Lawmakers who fought against Labor’s rule applauded the 5th Circuit’s decision. Labor’s next move is to decide whether to ask the full appeals court to rehear the dispute, or take the case to the U.S. Supreme Court.

“The flawed DOL fiduciary rule is the epitome of regulatory overreach that would harm the very people it’s allegedly intended to help,” said House Financial Services Committee Chairman Rep. Jeb Hensarling, R-Texas.

“It is vital that we preserve access, choice and affordability for retirement planners, and in doing so, empower these hardworking Americans to make financial decisions that work best for their families,” Hensarling said, adding that he looks forward to continuing to work with Rep. Ann Wagner, R-Mo., a vocal fiduciary rule opponent “to enact a clear and workable standard that empowers Americans with their own futures, as opposed to unelected, unaccountable bureaucrats.”

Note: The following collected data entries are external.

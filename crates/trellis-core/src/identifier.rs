//! Identifiers used by the source and target object models.
//!
//! Two kinds of identity coexist:
//! - [`Id`] is an interned name (item names, port names) with cheap copy and comparison.
//! - [`NodeId`] is the UUID a source node carries; it is the key of a conversion run's
//!   identity map and becomes the target item's user id.

use std::{
    fmt,
    sync::{Mutex, OnceLock},
};

use serde::{Deserialize, Deserializer, Serialize, Serializer};
use string_interner::{DefaultStringInterner, DefaultSymbol};
use uuid::Uuid;

/// Global string interner for names.
///
/// # Thread Safety
///
/// Access goes through a `Mutex`, so ids may be created from any thread.
static INTERNER: OnceLock<Mutex<DefaultStringInterner>> = OnceLock::new();

fn with_interner<R>(f: impl FnOnce(&mut DefaultStringInterner) -> R) -> R {
    let mut interner = INTERNER
        .get_or_init(|| Mutex::new(DefaultStringInterner::new()))
        .lock()
        .expect("Failed to acquire interner lock");
    f(&mut interner)
}

/// An interned name.
///
/// Port lookup during connector gluing compares names many times, so names are
/// interned once and compared as symbols afterwards.
///
/// # Examples
///
/// ```
/// use trellis_core::identifier::Id;
///
/// let port = Id::new("Left");
/// assert_eq!(port, Id::new("Left"));
/// assert_eq!(port, "Left");
/// assert!(!port.is_empty());
/// ```
#[derive(Debug, Clone, Copy, PartialEq, Eq, Hash)]
pub struct Id(DefaultSymbol);

impl Id {
    /// Interns `name` and returns its id.
    pub fn new(name: &str) -> Self {
        Self(with_interner(|interner| interner.get_or_intern(name)))
    }

    /// Returns the interned string.
    pub fn as_string(&self) -> String {
        with_interner(|interner| {
            interner
                .resolve(self.0)
                .expect("Symbol should exist in interner")
                .to_owned()
        })
    }

    /// Returns `true` for the id of the empty string.
    pub fn is_empty(&self) -> bool {
        *self == ""
    }
}

impl Default for Id {
    fn default() -> Self {
        Self::new("")
    }
}

impl fmt::Display for Id {
    fn fmt(&self, f: &mut fmt::Formatter<'_>) -> fmt::Result {
        write!(f, "{}", self.as_string())
    }
}

impl From<&str> for Id {
    fn from(name: &str) -> Self {
        Self::new(name)
    }
}

impl PartialEq<str> for Id {
    fn eq(&self, other: &str) -> bool {
        with_interner(|interner| interner.resolve(self.0) == Some(other))
    }
}

impl PartialEq<&str> for Id {
    fn eq(&self, other: &&str) -> bool {
        self == *other
    }
}

impl Serialize for Id {
    fn serialize<S: Serializer>(&self, serializer: S) -> Result<S::Ok, S::Error> {
        serializer.serialize_str(&self.as_string())
    }
}

impl<'de> Deserialize<'de> for Id {
    fn deserialize<D: Deserializer<'de>>(deserializer: D) -> Result<Self, D::Error> {
        let name = String::deserialize(deserializer)?;
        Ok(Self::new(&name))
    }
}

/// The unique id of a source node.
///
/// # Examples
///
/// ```
/// use trellis_core::identifier::NodeId;
///
/// let id: NodeId = "67e55044-10b1-426f-9247-bb680e5fe0c8".parse().unwrap();
/// assert_eq!(id.to_string(), "67e55044-10b1-426f-9247-bb680e5fe0c8");
/// ```
#[derive(Debug, Clone, Copy, PartialEq, Eq, Hash, PartialOrd, Ord, Serialize, Deserialize)]
#[serde(transparent)]
pub struct NodeId(Uuid);

impl NodeId {
    pub fn new(uuid: Uuid) -> Self {
        Self(uuid)
    }

    /// Creates a fresh random id.
    pub fn random() -> Self {
        Self(Uuid::new_v4())
    }

    pub fn uuid(&self) -> Uuid {
        self.0
    }
}

impl fmt::Display for NodeId {
    fn fmt(&self, f: &mut fmt::Formatter<'_>) -> fmt::Result {
        write!(f, "{}", self.0)
    }
}

impl std::str::FromStr for NodeId {
    type Err = uuid::Error;

    fn from_str(s: &str) -> Result<Self, Self::Err> {
        Uuid::parse_str(s).map(Self)
    }
}
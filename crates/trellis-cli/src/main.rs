//! Trellis CLI entry point.

use std::{process, str::FromStr};

use clap::Parser;
use log::{LevelFilter, debug, error, info, warn};

use trellis_cli::{
    Args,
    error_adapter::{Reportable, diagnostics_to_reportables, to_reportable},
};

fn render(reporter: &miette::GraphicalReportHandler, reportable: &Reportable<'_>) -> String {
    let mut writer = String::new();
    reporter
        .render_report(&mut writer, reportable)
        .expect("Writing to String buffer is infallible");
    writer
}

fn main() {
    // Install miette's pretty panic hook early for better panic reports
    miette::set_panic_hook();

    let args = Args::parse();

    let log_level = LevelFilter::from_str(&args.log_level).unwrap_or_else(|_| {
        eprintln!(
            "Invalid log level: {}. Using 'warn' instead.",
            args.log_level
        );
        LevelFilter::Warn
    });

    env_logger::Builder::from_env(env_logger::Env::default())
        .filter_level(log_level)
        .init();

    info!(log_level:?; "Starting Trellis");
    debug!(args:?; "Parsed arguments");

    let reporter = miette::GraphicalReportHandler::new();
    match trellis_cli::run(&args) {
        Ok(diagnostics) => {
            for reportable in diagnostics_to_reportables(&diagnostics) {
                warn!("{}", render(&reporter, &reportable));
            }
        }
        Err(err) => {
            error!("{}", render(&reporter, &to_reportable(&err)));
            process::exit(1);
        }
    }

    info!("Completed successfully");
}
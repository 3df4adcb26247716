//! Command-line argument definitions for the Trellis CLI.
//!
//! This module defines the [`Args`] structure parsed from the command line
//! using [`clap`]. Arguments control input/output paths, configuration file
//! selection, conversion overrides and logging verbosity.

use clap::Parser;

/// Command-line arguments for the Trellis converter
#[derive(Parser, Debug)]
#[command(author, version, about, long_about = None)]
pub struct Args {
    /// Path to the input source document
    #[arg(help = "Path to the input file (JSON source document)")]
    pub input: String,

    /// Path to the output target document
    #[arg(short, long, default_value = "out.json")]
    pub output: String,

    /// Path to configuration file (TOML)
    #[arg(short, long)]
    pub config: Option<String>,

    /// Convert the content of hidden layers too
    #[arg(long)]
    pub include_hidden_layers: bool,

    /// Write the output on a single line
    #[arg(long)]
    pub compact: bool,

    /// Log level (off, error, warn, info, debug, trace)
    #[arg(long, default_value = "info")]
    pub log_level: String,
}
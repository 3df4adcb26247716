//! Arrowhead translation.

use trellis_core::{
    source::{ArrowheadShape, ArrowheadStyle},
    target::{self, Arrowhead},
};

use crate::styles::{
    StyleContext, fill::translate_fill, stroke::translate_stroke, units::to_device_pixels,
};

/// Width multiplier applied unless the shape says otherwise. Source arrowhead
/// widths measure from the axis to one side.
const DEFAULT_WIDTH_MULTIPLIER: f64 = 2.0;

struct ShapeMapping {
    shape: target::ArrowheadShape,
    flip_angle: bool,
    width_multiplier: f64,
}

impl ShapeMapping {
    fn new(shape: target::ArrowheadShape) -> Self {
        Self {
            shape,
            flip_angle: false,
            width_multiplier: DEFAULT_WIDTH_MULTIPLIER,
        }
    }

    fn flipped(mut self) -> Self {
        self.flip_angle = true;
        self
    }

    fn full_width(mut self) -> Self {
        self.width_multiplier = 1.0;
        self
    }
}

fn map_shape(shape: ArrowheadShape) -> ShapeMapping {
    use target::ArrowheadShape as T;

    match shape {
        ArrowheadShape::None | ArrowheadShape::Custom => ShapeMapping::new(T::None),
        ArrowheadShape::Arrow => ShapeMapping::new(T::Triangle),
        ArrowheadShape::Circle => ShapeMapping::new(T::Circle),
        ArrowheadShape::ClosedFork | ArrowheadShape::Fork => {
            ShapeMapping::new(T::TriangleNoFill).flipped()
        }
        ArrowheadShape::DoubleArrow => ShapeMapping::new(T::DoubleTriangle).full_width(),
        ArrowheadShape::Losangle => ShapeMapping::new(T::DiamondNoFill),
        ArrowheadShape::Many => ShapeMapping::new(T::InvertedLineArrow),
        ArrowheadShape::ManyOptional => {
            ShapeMapping::new(T::InvertedLineArrowWithCircleNoFill).full_width()
        }
        ArrowheadShape::One => ShapeMapping::new(T::VerticalLine),
        ArrowheadShape::OneOptional => ShapeMapping::new(T::CircleNoFillVerticalLine)
            .flipped()
            .full_width(),
        ArrowheadShape::OneOrMany => {
            ShapeMapping::new(T::InvertedLineArrowWithVerticalLine).full_width()
        }
        ArrowheadShape::OpenedArrow => ShapeMapping::new(T::LineArrow),
        ArrowheadShape::QuillArrow | ArrowheadShape::SunkenArrow => {
            ShapeMapping::new(T::TriangleWithInwardCurveNoFill)
        }
    }
}

/// Translates a source arrowhead.
///
/// The fill of the arrowhead is dropped when it cannot be translated.
pub fn translate_arrowhead(arrowhead: &ArrowheadStyle, ctx: &StyleContext) -> Arrowhead {
    let mapping = map_shape(arrowhead.shape());
    let dpi = ctx.dpi();

    Arrowhead {
        shape: mapping.shape,
        flip_angle: mapping.flip_angle,
        fill: arrowhead
            .fill()
            .and_then(|fill| translate_fill(fill, ctx).ok()),
        stroke: arrowhead.stroke().map(|stroke| translate_stroke(stroke, ctx)),
        width: to_device_pixels(arrowhead.width(), dpi) * mapping.width_multiplier,
        height: to_device_pixels(arrowhead.height(), dpi),
    }
}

Wagner said in a Friday statement that the 5th Circuit ruling “reaffirms what I have always said, the Department of Labor fiduciary rule was an ill-advised, top-down assault on local financial advisors and broker-dealers.”

The rule, she said, was an “Obama-era attempt to regulate virtually every aspect of the financial sector” that “cost tens of thousands of jobs, increased prices for consumers seeking financial guidance, and limited choices and options in the marketplace.”

The Securities and Exchange Commission, Wagner said, “is the rightful regulator of the fiduciary rule and must fill that role in a way that protects consumers from bad actors, while allowing hardworking Americans access to affordable, sound financial advice to prepare for the future.”

Judge Edith Jones, who wrote the 5th Circuit decision for the majority, stated that “DOL has made no secret of its intent to transform the trillion-dollar market for IRA investments, annuities and insurance products, and to regulate in a new way the thousands of people and organizations working in that market.”

Large portions of the financial services and insurance industries, Jones wrote, “have been ‘woke’ by the Fiduciary Rule and [best-interest contract] exemption. DOL utilized two transformative devices: It reinterpreted the 40-year-old term ‘investment advice fiduciary’ and exploited an exemption provision into a comprehensive regulatory framework.”